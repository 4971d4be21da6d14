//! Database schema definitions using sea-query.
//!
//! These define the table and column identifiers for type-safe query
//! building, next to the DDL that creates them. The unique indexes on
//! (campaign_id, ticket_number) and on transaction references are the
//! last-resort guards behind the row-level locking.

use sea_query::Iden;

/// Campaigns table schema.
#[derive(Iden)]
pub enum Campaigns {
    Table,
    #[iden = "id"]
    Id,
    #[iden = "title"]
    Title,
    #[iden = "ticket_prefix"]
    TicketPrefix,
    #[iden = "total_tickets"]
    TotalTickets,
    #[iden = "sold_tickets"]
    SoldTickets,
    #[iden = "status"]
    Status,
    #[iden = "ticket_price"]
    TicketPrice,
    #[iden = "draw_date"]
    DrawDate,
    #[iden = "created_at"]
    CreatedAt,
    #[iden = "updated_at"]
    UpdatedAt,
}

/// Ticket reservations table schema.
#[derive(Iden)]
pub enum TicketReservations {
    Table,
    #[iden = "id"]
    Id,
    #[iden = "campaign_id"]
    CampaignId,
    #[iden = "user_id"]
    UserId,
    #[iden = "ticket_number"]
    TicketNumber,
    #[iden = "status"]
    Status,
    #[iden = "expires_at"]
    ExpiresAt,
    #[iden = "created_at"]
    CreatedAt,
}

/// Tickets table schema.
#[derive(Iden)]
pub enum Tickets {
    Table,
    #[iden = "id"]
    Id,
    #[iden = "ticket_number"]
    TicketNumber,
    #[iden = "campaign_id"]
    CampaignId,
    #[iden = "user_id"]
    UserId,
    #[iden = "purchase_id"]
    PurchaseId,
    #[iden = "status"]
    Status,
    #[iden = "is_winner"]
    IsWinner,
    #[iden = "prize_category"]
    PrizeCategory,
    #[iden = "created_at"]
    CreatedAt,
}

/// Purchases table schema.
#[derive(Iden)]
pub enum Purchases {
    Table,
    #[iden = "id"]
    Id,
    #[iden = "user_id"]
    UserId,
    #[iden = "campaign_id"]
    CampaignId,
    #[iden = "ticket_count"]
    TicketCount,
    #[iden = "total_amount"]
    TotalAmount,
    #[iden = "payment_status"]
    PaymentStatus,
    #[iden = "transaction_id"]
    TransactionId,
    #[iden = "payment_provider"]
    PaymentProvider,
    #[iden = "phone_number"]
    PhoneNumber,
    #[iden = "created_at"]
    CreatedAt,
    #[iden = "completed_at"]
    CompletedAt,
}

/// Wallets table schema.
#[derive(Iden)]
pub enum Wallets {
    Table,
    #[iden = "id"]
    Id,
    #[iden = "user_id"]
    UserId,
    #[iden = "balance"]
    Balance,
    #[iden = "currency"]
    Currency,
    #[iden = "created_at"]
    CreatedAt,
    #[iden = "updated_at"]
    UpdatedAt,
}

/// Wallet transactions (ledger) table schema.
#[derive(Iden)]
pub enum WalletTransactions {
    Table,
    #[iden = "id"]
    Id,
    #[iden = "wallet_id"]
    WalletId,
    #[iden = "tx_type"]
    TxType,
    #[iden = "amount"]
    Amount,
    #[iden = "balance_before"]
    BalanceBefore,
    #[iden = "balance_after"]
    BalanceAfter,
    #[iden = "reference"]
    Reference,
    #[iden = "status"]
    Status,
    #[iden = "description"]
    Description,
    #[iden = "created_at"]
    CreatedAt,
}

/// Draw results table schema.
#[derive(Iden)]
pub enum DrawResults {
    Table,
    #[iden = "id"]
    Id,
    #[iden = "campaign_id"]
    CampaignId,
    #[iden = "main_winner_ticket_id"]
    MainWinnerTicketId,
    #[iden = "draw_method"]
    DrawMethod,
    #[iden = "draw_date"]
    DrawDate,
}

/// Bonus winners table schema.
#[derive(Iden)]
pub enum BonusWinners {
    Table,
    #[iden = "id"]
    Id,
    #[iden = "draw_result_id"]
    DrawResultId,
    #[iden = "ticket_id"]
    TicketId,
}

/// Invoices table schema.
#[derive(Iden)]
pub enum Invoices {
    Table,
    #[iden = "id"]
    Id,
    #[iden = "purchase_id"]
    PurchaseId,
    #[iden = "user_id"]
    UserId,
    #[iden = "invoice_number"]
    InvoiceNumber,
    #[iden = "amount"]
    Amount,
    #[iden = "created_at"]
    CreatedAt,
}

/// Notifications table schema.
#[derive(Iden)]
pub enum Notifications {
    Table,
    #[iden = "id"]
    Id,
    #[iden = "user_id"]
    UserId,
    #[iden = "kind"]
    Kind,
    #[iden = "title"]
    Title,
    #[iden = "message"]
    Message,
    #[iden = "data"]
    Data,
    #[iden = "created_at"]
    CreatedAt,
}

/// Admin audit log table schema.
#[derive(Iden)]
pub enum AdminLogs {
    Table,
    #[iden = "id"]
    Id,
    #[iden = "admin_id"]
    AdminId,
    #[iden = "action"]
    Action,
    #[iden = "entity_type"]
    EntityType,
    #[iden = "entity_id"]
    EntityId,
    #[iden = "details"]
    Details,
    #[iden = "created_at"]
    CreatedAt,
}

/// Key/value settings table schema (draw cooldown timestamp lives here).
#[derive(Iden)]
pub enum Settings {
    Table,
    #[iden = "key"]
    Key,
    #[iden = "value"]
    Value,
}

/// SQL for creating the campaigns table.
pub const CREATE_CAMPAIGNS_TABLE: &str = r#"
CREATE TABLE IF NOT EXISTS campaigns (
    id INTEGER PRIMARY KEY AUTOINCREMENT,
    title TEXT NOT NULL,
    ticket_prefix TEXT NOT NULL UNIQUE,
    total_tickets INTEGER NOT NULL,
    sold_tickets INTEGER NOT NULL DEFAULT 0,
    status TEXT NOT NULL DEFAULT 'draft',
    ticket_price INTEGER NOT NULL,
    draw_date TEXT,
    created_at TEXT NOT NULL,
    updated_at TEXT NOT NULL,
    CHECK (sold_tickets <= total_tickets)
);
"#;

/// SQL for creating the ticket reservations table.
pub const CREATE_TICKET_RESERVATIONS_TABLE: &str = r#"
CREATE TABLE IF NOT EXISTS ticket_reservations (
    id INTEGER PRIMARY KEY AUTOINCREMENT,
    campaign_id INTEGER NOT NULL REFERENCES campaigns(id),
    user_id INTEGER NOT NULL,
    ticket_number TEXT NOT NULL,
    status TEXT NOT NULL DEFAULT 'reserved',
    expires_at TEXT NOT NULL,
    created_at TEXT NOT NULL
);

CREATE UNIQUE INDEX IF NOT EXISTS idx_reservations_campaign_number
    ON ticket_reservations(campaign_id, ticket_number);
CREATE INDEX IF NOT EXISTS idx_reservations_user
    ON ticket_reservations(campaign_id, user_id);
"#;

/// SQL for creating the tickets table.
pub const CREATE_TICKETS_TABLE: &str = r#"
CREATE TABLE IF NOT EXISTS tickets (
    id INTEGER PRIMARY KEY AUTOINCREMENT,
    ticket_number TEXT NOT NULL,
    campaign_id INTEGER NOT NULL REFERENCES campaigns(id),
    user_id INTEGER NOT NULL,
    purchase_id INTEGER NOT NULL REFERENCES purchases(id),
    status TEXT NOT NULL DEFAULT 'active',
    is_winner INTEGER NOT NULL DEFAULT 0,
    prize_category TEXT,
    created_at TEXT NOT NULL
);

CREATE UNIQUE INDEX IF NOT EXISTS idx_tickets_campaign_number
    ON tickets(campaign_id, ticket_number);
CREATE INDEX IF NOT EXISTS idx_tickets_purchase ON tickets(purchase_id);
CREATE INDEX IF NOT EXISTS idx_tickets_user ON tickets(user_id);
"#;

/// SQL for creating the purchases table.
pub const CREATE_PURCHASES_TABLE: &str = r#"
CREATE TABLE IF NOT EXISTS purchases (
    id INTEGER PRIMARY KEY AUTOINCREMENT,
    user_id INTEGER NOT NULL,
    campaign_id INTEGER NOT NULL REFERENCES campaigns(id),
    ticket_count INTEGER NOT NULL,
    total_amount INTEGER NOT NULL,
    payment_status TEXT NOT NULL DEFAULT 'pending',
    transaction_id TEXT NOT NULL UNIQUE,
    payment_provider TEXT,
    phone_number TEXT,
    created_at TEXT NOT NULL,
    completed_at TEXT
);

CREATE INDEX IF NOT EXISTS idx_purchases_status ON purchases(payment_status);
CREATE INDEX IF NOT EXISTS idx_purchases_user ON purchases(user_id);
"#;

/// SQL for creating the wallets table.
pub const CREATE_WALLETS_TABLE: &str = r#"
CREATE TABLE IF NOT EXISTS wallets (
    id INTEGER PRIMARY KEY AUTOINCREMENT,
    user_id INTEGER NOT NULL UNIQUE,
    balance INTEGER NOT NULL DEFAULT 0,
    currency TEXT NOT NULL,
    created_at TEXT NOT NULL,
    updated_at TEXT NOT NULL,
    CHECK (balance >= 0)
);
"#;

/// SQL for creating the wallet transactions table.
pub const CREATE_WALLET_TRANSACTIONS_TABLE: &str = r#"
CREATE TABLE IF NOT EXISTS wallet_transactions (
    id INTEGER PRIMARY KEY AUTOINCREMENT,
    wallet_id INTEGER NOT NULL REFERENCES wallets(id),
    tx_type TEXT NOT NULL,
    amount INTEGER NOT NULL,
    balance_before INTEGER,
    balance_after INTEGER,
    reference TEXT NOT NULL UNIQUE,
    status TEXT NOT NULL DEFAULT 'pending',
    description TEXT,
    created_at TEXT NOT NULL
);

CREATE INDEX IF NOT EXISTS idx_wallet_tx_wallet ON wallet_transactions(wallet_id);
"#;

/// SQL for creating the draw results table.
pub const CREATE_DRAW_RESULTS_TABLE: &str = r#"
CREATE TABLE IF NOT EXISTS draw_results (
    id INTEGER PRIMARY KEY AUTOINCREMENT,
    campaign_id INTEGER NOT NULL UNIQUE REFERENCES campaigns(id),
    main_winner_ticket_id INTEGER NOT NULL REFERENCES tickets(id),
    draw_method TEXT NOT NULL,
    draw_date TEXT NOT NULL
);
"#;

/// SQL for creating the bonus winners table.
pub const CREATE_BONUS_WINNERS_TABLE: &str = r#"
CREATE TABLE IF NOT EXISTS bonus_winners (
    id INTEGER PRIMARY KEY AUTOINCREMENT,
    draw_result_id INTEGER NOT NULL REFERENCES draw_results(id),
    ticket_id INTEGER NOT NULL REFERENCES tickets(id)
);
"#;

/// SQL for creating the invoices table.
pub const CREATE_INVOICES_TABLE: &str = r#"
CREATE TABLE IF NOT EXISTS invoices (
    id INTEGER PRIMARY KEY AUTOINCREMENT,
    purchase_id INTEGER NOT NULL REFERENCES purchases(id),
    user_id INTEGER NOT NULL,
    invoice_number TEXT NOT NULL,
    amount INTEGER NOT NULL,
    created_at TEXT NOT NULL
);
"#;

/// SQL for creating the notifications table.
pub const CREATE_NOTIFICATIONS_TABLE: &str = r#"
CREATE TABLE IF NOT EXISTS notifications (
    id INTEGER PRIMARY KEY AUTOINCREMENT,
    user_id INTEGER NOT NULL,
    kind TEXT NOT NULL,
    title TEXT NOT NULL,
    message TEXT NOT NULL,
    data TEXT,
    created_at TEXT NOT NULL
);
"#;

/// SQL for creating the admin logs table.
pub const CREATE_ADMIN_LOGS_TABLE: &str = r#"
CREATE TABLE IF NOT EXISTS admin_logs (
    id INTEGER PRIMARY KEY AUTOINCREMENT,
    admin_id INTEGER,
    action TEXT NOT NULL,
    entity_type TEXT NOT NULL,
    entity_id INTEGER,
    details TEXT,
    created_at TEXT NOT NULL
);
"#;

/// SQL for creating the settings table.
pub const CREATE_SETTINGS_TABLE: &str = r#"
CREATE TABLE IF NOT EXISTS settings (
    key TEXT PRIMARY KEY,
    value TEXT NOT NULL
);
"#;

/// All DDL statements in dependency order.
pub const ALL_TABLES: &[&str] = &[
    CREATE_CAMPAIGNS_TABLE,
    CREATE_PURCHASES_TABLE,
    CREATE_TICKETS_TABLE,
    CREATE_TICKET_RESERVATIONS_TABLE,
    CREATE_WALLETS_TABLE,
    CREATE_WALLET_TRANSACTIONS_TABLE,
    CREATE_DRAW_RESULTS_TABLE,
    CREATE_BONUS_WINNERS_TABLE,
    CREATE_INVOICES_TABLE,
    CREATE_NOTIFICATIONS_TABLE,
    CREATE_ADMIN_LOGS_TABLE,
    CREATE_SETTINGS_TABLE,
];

....................

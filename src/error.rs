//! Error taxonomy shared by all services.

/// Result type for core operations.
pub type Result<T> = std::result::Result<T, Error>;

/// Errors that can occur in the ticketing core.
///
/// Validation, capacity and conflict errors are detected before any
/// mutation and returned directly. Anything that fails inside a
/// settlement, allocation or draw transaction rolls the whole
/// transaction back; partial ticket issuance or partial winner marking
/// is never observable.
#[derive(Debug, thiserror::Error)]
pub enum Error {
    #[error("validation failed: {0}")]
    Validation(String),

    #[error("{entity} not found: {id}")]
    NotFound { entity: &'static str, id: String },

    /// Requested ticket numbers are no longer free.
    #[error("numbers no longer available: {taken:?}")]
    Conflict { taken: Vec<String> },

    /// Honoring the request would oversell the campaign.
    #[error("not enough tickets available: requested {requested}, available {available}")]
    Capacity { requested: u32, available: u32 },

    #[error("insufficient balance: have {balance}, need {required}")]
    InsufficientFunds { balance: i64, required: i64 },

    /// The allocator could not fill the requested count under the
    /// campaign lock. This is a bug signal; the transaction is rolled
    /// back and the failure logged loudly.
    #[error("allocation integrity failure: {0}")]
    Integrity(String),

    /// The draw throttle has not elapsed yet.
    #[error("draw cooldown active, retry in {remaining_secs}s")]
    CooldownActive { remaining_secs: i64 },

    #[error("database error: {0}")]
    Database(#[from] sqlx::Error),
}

....................

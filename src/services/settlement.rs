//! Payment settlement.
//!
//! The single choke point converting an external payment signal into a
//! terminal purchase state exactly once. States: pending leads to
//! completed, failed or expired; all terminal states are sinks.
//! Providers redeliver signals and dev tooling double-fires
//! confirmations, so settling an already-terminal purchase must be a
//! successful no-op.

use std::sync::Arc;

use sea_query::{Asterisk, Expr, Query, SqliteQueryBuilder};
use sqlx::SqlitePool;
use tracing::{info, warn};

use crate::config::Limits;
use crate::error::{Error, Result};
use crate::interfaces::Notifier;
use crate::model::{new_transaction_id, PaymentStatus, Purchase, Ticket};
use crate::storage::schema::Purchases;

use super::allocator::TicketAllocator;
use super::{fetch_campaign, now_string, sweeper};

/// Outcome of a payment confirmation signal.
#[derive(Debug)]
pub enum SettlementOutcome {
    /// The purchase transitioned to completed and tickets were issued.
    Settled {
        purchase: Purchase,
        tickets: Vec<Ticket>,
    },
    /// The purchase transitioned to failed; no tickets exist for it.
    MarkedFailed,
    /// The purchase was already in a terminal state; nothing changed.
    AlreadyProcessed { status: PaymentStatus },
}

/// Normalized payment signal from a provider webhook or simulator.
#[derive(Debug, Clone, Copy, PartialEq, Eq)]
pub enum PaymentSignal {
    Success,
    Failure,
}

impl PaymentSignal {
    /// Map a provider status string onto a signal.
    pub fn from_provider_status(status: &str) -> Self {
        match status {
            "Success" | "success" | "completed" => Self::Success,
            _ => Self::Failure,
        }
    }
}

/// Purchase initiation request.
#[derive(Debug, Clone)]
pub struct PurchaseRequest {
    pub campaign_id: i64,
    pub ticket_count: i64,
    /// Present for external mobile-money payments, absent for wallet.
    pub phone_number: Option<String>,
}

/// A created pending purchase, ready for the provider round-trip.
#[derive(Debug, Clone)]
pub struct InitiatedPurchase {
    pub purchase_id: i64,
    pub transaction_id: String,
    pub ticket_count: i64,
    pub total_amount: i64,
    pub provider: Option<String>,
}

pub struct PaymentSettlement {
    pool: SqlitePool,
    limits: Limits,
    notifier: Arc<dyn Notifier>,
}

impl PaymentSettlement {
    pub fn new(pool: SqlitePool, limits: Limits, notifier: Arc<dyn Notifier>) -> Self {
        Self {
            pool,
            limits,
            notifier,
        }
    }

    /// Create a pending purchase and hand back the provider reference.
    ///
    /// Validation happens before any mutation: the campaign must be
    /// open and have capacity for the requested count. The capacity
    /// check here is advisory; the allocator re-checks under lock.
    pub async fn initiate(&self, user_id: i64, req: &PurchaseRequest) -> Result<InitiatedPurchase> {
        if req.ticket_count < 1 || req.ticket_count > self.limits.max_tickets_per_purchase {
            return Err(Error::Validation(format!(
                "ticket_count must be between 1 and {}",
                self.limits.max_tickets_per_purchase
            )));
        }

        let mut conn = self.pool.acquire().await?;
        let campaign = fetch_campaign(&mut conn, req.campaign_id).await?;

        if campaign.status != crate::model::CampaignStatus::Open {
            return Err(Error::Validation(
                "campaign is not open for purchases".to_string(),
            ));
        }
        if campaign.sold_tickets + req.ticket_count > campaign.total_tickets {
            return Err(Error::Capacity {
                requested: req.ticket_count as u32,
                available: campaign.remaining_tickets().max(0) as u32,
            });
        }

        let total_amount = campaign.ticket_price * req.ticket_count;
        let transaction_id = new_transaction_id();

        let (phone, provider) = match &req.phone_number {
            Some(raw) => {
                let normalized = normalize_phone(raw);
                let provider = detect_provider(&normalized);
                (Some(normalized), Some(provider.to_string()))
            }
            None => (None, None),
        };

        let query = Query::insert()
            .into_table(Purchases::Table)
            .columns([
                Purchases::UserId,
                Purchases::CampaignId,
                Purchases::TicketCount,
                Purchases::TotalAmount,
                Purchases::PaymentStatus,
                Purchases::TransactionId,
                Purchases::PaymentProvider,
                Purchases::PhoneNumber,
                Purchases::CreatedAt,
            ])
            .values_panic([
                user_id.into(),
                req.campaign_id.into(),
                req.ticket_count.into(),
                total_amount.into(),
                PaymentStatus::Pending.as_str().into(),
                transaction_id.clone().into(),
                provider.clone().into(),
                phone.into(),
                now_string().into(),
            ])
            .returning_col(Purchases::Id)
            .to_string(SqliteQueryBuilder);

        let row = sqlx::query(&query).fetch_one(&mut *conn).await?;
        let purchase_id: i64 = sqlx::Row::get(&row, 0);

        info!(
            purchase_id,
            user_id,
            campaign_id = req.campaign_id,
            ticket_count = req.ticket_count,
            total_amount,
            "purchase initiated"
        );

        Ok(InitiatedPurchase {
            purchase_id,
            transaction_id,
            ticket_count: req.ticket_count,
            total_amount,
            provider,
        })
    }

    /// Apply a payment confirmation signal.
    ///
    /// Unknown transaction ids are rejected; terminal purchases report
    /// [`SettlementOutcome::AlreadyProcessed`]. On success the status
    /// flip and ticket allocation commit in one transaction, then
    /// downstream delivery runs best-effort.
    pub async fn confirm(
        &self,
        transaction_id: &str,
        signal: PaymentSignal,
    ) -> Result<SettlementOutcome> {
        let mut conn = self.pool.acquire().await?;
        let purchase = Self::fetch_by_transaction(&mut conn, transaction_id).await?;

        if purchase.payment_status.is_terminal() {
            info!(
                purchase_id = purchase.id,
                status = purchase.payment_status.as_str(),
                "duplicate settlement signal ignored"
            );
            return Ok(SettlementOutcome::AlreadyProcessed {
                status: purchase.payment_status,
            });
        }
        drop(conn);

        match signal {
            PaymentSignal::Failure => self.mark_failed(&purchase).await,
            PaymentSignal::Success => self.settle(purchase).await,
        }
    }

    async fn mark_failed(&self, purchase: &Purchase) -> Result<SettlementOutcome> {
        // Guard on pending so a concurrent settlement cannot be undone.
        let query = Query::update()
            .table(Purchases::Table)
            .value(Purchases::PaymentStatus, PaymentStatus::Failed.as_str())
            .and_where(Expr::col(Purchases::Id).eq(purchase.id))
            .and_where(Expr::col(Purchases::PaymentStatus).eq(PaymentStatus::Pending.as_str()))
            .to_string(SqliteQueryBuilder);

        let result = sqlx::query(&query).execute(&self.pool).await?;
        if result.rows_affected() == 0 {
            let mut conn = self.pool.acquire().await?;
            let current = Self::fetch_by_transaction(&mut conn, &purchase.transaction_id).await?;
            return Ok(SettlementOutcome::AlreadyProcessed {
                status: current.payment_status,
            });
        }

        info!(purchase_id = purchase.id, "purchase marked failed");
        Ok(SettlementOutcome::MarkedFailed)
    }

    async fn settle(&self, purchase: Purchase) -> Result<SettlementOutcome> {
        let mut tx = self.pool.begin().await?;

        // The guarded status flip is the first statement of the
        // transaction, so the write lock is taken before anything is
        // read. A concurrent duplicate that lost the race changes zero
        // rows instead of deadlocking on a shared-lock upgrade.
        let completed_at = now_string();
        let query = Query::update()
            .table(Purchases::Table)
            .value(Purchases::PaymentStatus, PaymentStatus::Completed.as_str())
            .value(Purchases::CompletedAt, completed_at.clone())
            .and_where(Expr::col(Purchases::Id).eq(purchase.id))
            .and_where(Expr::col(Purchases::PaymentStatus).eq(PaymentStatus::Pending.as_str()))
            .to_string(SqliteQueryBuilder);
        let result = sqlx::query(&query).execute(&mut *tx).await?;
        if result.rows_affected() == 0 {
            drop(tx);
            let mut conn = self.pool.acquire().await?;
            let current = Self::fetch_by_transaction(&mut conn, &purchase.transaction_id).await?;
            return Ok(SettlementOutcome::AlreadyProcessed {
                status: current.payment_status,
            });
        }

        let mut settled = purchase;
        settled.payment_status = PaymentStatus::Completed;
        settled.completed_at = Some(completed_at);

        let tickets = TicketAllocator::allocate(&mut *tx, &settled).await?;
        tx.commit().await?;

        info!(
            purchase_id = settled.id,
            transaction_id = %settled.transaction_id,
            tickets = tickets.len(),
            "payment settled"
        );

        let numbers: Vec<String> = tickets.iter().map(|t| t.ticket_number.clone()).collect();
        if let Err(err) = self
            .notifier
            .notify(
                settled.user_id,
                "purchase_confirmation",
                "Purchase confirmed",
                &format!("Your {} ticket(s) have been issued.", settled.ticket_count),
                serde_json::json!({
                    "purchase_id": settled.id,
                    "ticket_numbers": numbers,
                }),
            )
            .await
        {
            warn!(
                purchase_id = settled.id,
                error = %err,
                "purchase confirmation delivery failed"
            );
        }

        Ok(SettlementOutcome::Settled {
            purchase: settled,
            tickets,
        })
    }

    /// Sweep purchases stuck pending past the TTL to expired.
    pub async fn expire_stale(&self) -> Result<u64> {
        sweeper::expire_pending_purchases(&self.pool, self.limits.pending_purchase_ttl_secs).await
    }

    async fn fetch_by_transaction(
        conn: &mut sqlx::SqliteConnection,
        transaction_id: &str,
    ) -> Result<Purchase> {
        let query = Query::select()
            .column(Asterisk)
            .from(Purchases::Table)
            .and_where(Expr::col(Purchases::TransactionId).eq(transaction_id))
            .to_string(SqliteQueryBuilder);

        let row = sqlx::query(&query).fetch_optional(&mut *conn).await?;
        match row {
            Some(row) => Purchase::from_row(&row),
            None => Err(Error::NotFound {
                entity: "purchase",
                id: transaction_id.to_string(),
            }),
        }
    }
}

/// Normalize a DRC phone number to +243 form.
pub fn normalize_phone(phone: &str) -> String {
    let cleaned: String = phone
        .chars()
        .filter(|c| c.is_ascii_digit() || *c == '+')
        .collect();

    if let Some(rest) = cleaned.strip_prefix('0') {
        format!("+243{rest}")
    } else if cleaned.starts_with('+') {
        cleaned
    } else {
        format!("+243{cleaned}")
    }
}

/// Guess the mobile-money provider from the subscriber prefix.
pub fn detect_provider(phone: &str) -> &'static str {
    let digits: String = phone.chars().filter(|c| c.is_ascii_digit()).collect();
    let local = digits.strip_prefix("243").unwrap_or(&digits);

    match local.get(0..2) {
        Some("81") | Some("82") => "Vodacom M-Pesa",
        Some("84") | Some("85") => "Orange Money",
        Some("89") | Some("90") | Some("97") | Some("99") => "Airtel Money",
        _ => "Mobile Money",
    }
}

....................

Task directions
Looking at the records above, how many lines have the word "info" in them? State the number only.

Written solution
5